● Exercise directions: Print the data that follows, exactly and completely.

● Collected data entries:
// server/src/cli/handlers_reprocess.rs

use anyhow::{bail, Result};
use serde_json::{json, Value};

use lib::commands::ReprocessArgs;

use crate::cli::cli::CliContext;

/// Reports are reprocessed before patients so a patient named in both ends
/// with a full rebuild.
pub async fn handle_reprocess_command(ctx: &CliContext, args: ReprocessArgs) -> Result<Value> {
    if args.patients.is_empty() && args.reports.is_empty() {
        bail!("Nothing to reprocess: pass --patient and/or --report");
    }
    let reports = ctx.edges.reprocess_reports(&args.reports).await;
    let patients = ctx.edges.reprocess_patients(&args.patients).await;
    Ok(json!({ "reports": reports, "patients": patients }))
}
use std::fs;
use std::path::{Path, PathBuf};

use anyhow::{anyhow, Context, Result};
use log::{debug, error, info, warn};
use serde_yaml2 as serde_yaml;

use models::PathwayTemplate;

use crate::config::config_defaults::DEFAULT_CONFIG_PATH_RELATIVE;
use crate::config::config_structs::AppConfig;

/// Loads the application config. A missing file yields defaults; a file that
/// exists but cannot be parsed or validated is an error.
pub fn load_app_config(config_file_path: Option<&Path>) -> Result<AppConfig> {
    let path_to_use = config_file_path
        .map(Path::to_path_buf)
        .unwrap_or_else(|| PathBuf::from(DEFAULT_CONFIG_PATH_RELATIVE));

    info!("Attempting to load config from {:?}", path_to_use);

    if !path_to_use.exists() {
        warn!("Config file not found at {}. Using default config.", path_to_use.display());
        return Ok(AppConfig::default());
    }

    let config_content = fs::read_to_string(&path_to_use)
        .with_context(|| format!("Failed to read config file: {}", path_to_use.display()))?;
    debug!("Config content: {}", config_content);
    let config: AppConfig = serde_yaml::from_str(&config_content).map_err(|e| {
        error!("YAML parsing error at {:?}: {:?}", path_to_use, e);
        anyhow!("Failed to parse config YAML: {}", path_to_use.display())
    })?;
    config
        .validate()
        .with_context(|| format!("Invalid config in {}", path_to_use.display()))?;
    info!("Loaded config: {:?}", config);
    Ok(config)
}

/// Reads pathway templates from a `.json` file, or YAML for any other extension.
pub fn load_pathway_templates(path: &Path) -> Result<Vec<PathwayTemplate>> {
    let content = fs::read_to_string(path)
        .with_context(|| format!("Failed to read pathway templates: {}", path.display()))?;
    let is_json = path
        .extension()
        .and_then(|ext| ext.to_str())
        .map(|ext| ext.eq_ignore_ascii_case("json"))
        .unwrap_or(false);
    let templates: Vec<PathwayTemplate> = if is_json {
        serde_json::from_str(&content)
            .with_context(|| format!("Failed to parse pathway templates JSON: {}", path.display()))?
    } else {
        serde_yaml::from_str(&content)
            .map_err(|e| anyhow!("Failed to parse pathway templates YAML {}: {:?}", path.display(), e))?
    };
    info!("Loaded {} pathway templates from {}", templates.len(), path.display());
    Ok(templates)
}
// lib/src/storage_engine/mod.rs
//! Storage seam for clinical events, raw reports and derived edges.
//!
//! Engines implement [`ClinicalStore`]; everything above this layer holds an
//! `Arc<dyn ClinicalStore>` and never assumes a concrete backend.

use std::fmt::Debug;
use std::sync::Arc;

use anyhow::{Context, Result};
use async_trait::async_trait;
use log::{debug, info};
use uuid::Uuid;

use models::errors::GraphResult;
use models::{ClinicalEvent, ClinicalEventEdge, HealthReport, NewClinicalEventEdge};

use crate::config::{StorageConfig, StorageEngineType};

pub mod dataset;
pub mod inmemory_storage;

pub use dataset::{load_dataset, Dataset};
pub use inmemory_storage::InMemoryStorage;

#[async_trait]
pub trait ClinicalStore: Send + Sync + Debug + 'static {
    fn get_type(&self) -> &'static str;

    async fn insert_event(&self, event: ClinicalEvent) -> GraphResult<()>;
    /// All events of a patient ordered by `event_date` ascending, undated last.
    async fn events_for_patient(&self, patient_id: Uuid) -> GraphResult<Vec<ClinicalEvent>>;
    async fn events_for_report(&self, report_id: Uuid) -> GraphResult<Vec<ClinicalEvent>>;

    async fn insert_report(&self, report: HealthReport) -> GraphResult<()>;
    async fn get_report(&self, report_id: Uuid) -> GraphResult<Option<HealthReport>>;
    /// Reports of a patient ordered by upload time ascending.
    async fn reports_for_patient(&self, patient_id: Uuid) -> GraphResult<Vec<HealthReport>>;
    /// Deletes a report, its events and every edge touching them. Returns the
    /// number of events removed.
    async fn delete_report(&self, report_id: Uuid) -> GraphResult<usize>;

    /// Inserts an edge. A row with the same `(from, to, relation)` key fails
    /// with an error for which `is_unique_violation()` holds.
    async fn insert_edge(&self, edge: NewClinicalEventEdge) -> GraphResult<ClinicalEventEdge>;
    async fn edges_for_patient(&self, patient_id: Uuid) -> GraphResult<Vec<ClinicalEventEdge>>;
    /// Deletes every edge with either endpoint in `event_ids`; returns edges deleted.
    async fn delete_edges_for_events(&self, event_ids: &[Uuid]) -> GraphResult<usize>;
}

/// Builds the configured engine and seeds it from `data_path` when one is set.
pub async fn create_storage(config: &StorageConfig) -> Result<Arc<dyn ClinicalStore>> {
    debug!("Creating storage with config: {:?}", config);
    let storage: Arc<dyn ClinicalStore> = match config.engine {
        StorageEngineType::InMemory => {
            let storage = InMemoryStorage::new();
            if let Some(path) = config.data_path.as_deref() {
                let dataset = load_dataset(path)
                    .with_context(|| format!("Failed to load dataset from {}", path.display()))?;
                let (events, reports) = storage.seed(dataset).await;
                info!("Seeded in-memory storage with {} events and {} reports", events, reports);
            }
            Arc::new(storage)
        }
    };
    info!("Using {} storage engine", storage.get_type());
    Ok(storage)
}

● Exercise response:
// server/src/cli/handlers_reprocess.rs

use anyhow::{bail, Result};
use serde_json::{json, Value};

use lib::commands::ReprocessArgs;

use crate::cli::cli::CliContext;

/// Reports are reprocessed before patients so a patient named in both ends
/// with a full rebuild.
pub async fn handle_reprocess_command(ctx: &CliContext, args: ReprocessArgs) -> Result<Value> {
    if args.patients.is_empty() && args.reports.is_empty() {
        bail!("Nothing to reprocess: pass --patient and/or --report");
    }
    let reports = ctx.edges.reprocess_reports(&args.reports).await;
    let patients = ctx.edges.reprocess_patients(&args.patients).await;
    Ok(json!({ "reports": reports, "patients": patients }))
}
use std::fs;
use std::path::{Path, PathBuf};

use anyhow::{anyhow, Context, Result};
use log::{debug, error, info, warn};
use serde_yaml2 as serde_yaml;

use models::PathwayTemplate;

use crate::config::config_defaults::DEFAULT_CONFIG_PATH_RELATIVE;
use crate::config::config_structs::AppConfig;

/// Loads the application config. A missing file yields defaults; a file that
/// exists but cannot be parsed or validated is an error.
pub fn load_app_config(config_file_path: Option<&Path>) -> Result<AppConfig> {
    let path_to_use = config_file_path
        .map(Path::to_path_buf)
        .unwrap_or_else(|| PathBuf::from(DEFAULT_CONFIG_PATH_RELATIVE));

    info!("Attempting to load config from {:?}", path_to_use);

    if !path_to_use.exists() {
        warn!("Config file not found at {}. Using default config.", path_to_use.display());
        return Ok(AppConfig::default());
    }

    let config_content = fs::read_to_string(&path_to_use)
        .with_context(|| format!("Failed to read config file: {}", path_to_use.display()))?;
    debug!("Config content: {}", config_content);
    let config: AppConfig = serde_yaml::from_str(&config_content).map_err(|e| {
        error!("YAML parsing error at {:?}: {:?}", path_to_use, e);
        anyhow!("Failed to parse config YAML: {}", path_to_use.display())
    })?;
    config
        .validate()
        .with_context(|| format!("Invalid config in {}", path_to_use.display()))?;
    info!("Loaded config: {:?}", config);
    Ok(config)
}

/// Reads pathway templates from a `.json` file, or YAML for any other extension.
pub fn load_pathway_templates(path: &Path) -> Result<Vec<PathwayTemplate>> {
    let content = fs::read_to_string(path)
        .with_context(|| format!("Failed to read pathway templates: {}", path.display()))?;
    let is_json = path
        .extension()
        .and_then(|ext| ext.to_str())
        .map(|ext| ext.eq_ignore_ascii_case("json"))
        .unwrap_or(false);
    let templates: Vec<PathwayTemplate> = if is_json {
        serde_json::from_str(&content)
            .with_context(|| format!("Failed to parse pathway templates JSON: {}", path.display()))?
    } else {
        serde_yaml::from_str(&content)
            .map_err(|e| anyhow!("Failed to parse pathway templates YAML {}: {:?}", path.display(), e))?
    };
    info!("Loaded {} pathway templates from {}", templates.len(), path.display());
    Ok(templates)
}
// lib/src/storage_engine/mod.rs
//! Storage seam for clinical events, raw reports and derived edges.
//!
//! Engines implement [`ClinicalStore`]; everything above this layer holds an
//! `Arc<dyn ClinicalStore>` and never assumes a concrete backend.

use std::fmt::Debug;
use std::sync::Arc;

use anyhow::{Context, Result};
use async_trait::async_trait;
use log::{debug, info};
use uuid::Uuid;

use models::errors::GraphResult;
use models::{ClinicalEvent, ClinicalEventEdge, HealthReport, NewClinicalEventEdge};

use crate::config::{StorageConfig, StorageEngineType};

pub mod dataset;
pub mod inmemory_storage;

pub use dataset::{load_dataset, Dataset};
pub use inmemory_storage::InMemoryStorage;

#[async_trait]
pub trait ClinicalStore: Send + Sync + Debug + 'static {
    fn get_type(&self) -> &'static str;

    async fn insert_event(&self, event: ClinicalEvent) -> GraphResult<()>;
    /// All events of a patient ordered by `event_date` ascending, undated last.
    async fn events_for_patient(&self, patient_id: Uuid) -> GraphResult<Vec<ClinicalEvent>>;
    async fn events_for_report(&self, report_id: Uuid) -> GraphResult<Vec<ClinicalEvent>>;

    async fn insert_report(&self, report: HealthReport) -> GraphResult<()>;
    async fn get_report(&self, report_id: Uuid) -> GraphResult<Option<HealthReport>>;
    /// Reports of a patient ordered by upload time ascending.
    async fn reports_for_patient(&self, patient_id: Uuid) -> GraphResult<Vec<HealthReport>>;
    /// Deletes a report, its events and every edge touching them. Returns the
    /// number of events removed.
    async fn delete_report(&self, report_id: Uuid) -> GraphResult<usize>;

    /// Inserts an edge. A row with the same `(from, to, relation)` key fails
    /// with an error for which `is_unique_violation()` holds.
    async fn insert_edge(&self, edge: NewClinicalEventEdge) -> GraphResult<ClinicalEventEdge>;
    async fn edges_for_patient(&self, patient_id: Uuid) -> GraphResult<Vec<ClinicalEventEdge>>;
    /// Deletes every edge with either endpoint in `event_ids`; returns edges deleted.
    async fn delete_edges_for_events(&self, event_ids: &[Uuid]) -> GraphResult<usize>;
}

/// Builds the configured engine and seeds it from `data_path` when one is set.
pub async fn create_storage(config: &StorageConfig) -> Result<Arc<dyn ClinicalStore>> {
    debug!("Creating storage with config: {:?}", config);
    let storage: Arc<dyn ClinicalStore> = match config.engine {
        StorageEngineType::InMemory => {
            let storage = InMemoryStorage::new();
            if let Some(path) = config.data_path.as_deref() {
                let dataset = load_dataset(path)
                    .with_context(|| format!("Failed to load dataset from {}", path.display()))?;
                let (events, reports) = storage.seed(dataset).await;
                info!("Seeded in-memory storage with {} events and {} reports", events, reports);
            }
            Arc::new(storage)
        }
    };
    info!("Using {} storage engine", storage.get_type());
    Ok(storage)
}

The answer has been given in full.